Information given:

══════════

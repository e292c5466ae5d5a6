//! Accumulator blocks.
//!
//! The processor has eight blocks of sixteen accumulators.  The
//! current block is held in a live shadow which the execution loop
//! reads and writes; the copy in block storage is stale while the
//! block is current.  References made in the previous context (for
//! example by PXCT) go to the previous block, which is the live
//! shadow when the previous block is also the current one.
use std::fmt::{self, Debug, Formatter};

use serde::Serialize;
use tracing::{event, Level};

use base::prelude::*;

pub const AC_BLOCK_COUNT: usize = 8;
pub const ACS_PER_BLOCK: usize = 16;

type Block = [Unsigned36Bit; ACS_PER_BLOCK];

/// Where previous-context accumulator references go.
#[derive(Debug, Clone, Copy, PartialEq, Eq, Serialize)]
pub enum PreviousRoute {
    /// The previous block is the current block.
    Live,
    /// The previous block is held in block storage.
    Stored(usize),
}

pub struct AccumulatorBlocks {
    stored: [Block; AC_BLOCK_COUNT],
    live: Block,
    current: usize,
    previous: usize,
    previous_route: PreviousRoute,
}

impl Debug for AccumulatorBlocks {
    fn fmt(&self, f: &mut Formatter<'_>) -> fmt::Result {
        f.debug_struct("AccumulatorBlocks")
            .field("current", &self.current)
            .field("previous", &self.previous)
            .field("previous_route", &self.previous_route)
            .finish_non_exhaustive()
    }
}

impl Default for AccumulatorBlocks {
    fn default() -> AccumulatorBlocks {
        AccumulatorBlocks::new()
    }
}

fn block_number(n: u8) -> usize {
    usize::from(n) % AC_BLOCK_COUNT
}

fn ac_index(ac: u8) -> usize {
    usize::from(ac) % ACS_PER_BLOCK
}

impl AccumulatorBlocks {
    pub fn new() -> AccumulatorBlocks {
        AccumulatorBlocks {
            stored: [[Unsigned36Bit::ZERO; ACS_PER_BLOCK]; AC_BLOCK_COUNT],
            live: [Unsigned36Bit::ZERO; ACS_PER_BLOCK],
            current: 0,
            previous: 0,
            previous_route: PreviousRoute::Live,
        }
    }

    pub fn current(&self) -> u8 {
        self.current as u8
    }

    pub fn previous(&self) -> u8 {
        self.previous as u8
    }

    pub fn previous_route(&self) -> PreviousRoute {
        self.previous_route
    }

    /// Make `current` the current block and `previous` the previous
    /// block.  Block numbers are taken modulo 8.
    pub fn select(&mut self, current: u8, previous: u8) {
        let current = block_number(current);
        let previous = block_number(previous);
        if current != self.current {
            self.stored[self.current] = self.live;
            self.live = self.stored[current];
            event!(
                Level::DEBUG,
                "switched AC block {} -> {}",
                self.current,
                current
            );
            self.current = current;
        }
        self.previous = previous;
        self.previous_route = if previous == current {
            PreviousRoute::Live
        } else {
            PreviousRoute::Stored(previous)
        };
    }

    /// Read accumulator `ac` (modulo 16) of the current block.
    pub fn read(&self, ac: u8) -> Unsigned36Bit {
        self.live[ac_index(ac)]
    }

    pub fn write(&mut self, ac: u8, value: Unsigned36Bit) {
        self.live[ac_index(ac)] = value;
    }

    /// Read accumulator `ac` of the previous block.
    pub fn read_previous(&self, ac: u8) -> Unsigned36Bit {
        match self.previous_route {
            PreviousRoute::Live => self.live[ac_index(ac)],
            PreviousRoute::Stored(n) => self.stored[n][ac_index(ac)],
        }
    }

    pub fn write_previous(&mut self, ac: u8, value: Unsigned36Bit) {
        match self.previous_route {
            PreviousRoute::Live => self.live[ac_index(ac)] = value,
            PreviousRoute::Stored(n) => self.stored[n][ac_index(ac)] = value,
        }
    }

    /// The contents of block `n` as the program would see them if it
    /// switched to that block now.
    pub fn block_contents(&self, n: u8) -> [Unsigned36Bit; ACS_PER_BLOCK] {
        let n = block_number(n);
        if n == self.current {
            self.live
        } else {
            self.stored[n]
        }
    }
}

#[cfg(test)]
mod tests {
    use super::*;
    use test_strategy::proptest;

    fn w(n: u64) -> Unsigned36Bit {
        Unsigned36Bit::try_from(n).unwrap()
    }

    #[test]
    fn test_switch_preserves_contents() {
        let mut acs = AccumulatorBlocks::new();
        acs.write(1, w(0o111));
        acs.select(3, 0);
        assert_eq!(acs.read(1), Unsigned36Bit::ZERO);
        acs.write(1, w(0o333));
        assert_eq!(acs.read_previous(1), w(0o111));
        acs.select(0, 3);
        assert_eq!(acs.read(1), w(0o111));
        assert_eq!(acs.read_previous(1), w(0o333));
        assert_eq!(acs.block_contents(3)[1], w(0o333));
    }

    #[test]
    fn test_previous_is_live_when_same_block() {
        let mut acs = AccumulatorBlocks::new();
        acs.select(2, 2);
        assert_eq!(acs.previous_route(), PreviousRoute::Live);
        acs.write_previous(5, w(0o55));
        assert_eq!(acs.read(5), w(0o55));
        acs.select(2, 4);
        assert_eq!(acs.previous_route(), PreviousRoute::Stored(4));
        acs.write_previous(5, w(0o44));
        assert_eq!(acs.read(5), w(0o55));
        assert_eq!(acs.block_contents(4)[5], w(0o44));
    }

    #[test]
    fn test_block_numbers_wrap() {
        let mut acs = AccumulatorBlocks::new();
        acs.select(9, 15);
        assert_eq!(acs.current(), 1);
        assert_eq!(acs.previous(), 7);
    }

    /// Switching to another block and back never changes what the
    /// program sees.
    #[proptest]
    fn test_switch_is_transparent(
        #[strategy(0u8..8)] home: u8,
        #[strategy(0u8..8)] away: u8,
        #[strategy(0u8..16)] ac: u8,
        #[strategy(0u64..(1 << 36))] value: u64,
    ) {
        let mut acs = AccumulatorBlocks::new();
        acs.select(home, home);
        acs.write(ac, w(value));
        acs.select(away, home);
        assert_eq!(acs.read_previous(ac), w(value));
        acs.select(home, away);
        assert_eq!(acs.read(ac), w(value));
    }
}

══════════

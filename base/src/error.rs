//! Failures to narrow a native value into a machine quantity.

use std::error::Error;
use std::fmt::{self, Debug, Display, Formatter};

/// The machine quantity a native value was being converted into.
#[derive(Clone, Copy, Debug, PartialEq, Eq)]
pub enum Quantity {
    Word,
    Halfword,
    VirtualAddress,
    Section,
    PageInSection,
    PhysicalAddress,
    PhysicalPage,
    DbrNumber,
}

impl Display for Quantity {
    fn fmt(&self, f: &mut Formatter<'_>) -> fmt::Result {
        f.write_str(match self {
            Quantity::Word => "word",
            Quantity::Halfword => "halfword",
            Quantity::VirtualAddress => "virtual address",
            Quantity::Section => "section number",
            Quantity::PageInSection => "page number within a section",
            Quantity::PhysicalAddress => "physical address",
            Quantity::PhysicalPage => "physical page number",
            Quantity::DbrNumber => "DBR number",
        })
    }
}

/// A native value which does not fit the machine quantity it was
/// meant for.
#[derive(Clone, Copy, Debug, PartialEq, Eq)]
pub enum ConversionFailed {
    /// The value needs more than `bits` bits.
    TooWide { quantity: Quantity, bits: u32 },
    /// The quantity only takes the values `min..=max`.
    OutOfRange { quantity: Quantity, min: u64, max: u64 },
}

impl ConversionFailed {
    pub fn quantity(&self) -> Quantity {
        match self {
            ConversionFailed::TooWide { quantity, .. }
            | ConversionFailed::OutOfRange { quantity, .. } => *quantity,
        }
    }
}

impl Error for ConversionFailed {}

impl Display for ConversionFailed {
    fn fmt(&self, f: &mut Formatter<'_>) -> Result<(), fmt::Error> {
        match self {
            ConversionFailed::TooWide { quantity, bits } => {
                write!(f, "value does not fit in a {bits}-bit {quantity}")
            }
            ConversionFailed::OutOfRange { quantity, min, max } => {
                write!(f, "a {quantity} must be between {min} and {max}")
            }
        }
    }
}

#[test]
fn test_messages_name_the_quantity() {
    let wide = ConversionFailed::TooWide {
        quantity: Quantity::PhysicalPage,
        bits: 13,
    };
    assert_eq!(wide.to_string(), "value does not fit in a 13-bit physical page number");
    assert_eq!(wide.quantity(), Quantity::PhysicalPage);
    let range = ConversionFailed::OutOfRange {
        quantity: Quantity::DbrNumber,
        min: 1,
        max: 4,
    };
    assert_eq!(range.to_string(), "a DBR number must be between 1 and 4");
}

══════════

Wherever a line of the listing above contains the string "context", copy that line.

//! block is current.  References made in the previous context (for
/// Where previous-context accumulator references go.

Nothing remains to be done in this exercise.